**About this task:** Please report each line of the data below that contains "save".

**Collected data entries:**
★ ★ ★ ★ ★ ★ ★
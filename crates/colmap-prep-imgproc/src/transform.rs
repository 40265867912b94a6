use std::path::{Path, PathBuf};

use image::{DynamicImage, GrayImage, RgbImage};

use crate::error::ImgprocError;
use crate::png::{write_image_png_gray8, write_image_png_rgb8};

/// Define the RGB weights for the grayscale conversion, in 1/65536 units.
const RW: u32 = 19595;
const GW: u32 = 38470;
const BW: u32 = 7471;

/// Convert an RGB8 image to grayscale using the formula:
///
/// Y = 0.299 * R + 0.587 * G + 0.114 * B
///
/// computed in 16-bit fixed point and rounded to nearest.
pub fn gray_from_rgb_u8(src: &RgbImage) -> GrayImage {
    GrayImage::from_fn(src.width(), src.height(), |x, y| {
        let [r, g, b] = src.get_pixel(x, y).0;
        let v = (r as u32 * RW + g as u32 * GW + b as u32 * BW + 0x8000) >> 16;
        image::Luma([v as u8])
    })
}

fn open_image(file_path: &Path) -> Result<DynamicImage, ImgprocError> {
    if !file_path.exists() {
        return Err(ImgprocError::FileDoesNotExist(file_path.to_path_buf()));
    }
    Ok(image::open(file_path)?)
}

fn has_extension(file_path: &Path, extensions: &[&str]) -> bool {
    file_path
        .extension()
        .and_then(|ext| ext.to_str())
        .map(|ext| extensions.iter().any(|e| ext.eq_ignore_ascii_case(e)))
        .unwrap_or(false)
}

/// Convert a JPEG image to PNG and delete the JPEG.
///
/// The PNG is written next to the JPEG with the same stem. The JPEG is removed only
/// once the PNG is fully written.
///
/// # Arguments
///
/// * `file_path` - The path to a `.jpg` or `.jpeg` file.
///
/// # Returns
///
/// The path of the PNG file.
pub fn convert_image_to_png(file_path: impl AsRef<Path>) -> Result<PathBuf, ImgprocError> {
    let file_path = file_path.as_ref();
    if !has_extension(file_path, &["jpg", "jpeg"]) {
        return Err(ImgprocError::InvalidFileExtension(file_path.to_path_buf()));
    }

    let png_path = file_path.with_extension("png");
    match open_image(file_path)? {
        DynamicImage::ImageLuma8(gray) => write_image_png_gray8(&png_path, &gray)?,
        other => write_image_png_rgb8(&png_path, &other.to_rgb8())?,
    }

    std::fs::remove_file(file_path)?;

    Ok(png_path)
}

/// Recode a mask to 8-bit grayscale, in place.
///
/// Grayscale masks keep their values, alpha is dropped, color masks go through
/// [`gray_from_rgb_u8`].
pub fn convert_mask_to_gray(file_path: impl AsRef<Path>) -> Result<(), ImgprocError> {
    let file_path = file_path.as_ref();
    let gray = match open_image(file_path)? {
        DynamicImage::ImageLuma8(gray) => gray,
        image @ DynamicImage::ImageLumaA8(_) => image.to_luma8(),
        other => gray_from_rgb_u8(&other.to_rgb8()),
    };
    write_image_png_gray8(file_path, &gray)
}

/// Invert a mask, in place.
///
/// An 8-bit grayscale mask stays grayscale. Any other mask is converted to RGB8
/// before inverting, alpha is dropped.
pub fn invert_mask(file_path: impl AsRef<Path>) -> Result<(), ImgprocError> {
    let file_path = file_path.as_ref();
    match open_image(file_path)? {
        DynamicImage::ImageLuma8(mut gray) => {
            gray.pixels_mut().for_each(|p| p.0[0] = 255 - p.0[0]);
            write_image_png_gray8(file_path, &gray)
        }
        other => {
            let mut rgb = other.to_rgb8();
            rgb.pixels_mut()
                .for_each(|p| p.0.iter_mut().for_each(|c| *c = 255 - *c));
            write_image_png_rgb8(file_path, &rgb)
        }
    }
}

#[cfg(test)]
mod tests {
    use super::*;
    use image::{Luma, Rgb, Rgba, RgbaImage};

    #[test]
    fn gray_weights() {
        let src = RgbImage::from_fn(3, 1, |x, _| match x {
            0 => Rgb([255, 0, 0]),
            1 => Rgb([255, 255, 255]),
            _ => Rgb([0, 0, 0]),
        });
        let gray = gray_from_rgb_u8(&src);
        assert_eq!(gray.as_raw(), &vec![76, 255, 0]);
    }

    #[test]
    fn convert_jpeg() -> Result<(), ImgprocError> {
        let tmp_dir = tempfile::tempdir()?;
        let jpg_path = tmp_dir.path().join("0.jpg");
        RgbImage::from_pixel(8, 6, Rgb([200, 100, 50])).save(&jpg_path)?;

        let png_path = convert_image_to_png(&jpg_path)?;
        assert_eq!(png_path, tmp_dir.path().join("0.png"));
        assert!(!jpg_path.exists());

        let image = image::open(&png_path)?;
        assert_eq!((image.width(), image.height()), (8, 6));
        Ok(())
    }

    #[test]
    fn convert_rejects_png() -> Result<(), ImgprocError> {
        let tmp_dir = tempfile::tempdir()?;
        let path = tmp_dir.path().join("0.png");
        let res = convert_image_to_png(&path);
        assert!(matches!(res, Err(ImgprocError::InvalidFileExtension(_))));
        Ok(())
    }

    #[test]
    fn gray_mask_from_rgba() -> Result<(), ImgprocError> {
        let tmp_dir = tempfile::tempdir()?;
        let path = tmp_dir.path().join("mask.png");
        RgbaImage::from_fn(2, 1, |x, _| {
            if x == 0 {
                Rgba([255, 255, 255, 0])
            } else {
                Rgba([0, 0, 0, 255])
            }
        })
        .save(&path)?;

        convert_mask_to_gray(&path)?;

        let image = image::open(&path)?;
        let DynamicImage::ImageLuma8(gray) = image else {
            panic!("expected a grayscale mask");
        };
        assert_eq!(gray.as_raw(), &vec![255, 0]);
        Ok(())
    }

    #[test]
    fn invert_keeps_mode() -> Result<(), ImgprocError> {
        let tmp_dir = tempfile::tempdir()?;

        let gray_path = tmp_dir.path().join("gray.png");
        GrayImage::from_fn(2, 1, |x, _| Luma([if x == 0 { 0 } else { 200 }])).save(&gray_path)?;
        invert_mask(&gray_path)?;
        let DynamicImage::ImageLuma8(gray) = image::open(&gray_path)? else {
            panic!("expected a grayscale mask");
        };
        assert_eq!(gray.as_raw(), &vec![255, 55]);

        let rgb_path = tmp_dir.path().join("rgb.png");
        RgbImage::from_pixel(1, 1, Rgb([0, 10, 255])).save(&rgb_path)?;
        invert_mask(&rgb_path)?;
        let DynamicImage::ImageRgb8(rgb) = image::open(&rgb_path)? else {
            panic!("expected an rgb mask");
        };
        assert_eq!(rgb.as_raw(), &vec![255, 245, 0]);
        Ok(())
    }
}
★ ★ ★ ★ ★ ★ ★
**Expected answer:**
        RgbImage::from_pixel(8, 6, Rgb([200, 100, 50])).save(&jpg_path)?;
        .save(&path)?;
        GrayImage::from_fn(2, 1, |x, _| Luma([if x == 0 { 0 } else { 200 }])).save(&gray_path)?;
        RgbImage::from_pixel(1, 1, Rgb([0, 10, 255])).save(&rgb_path)?;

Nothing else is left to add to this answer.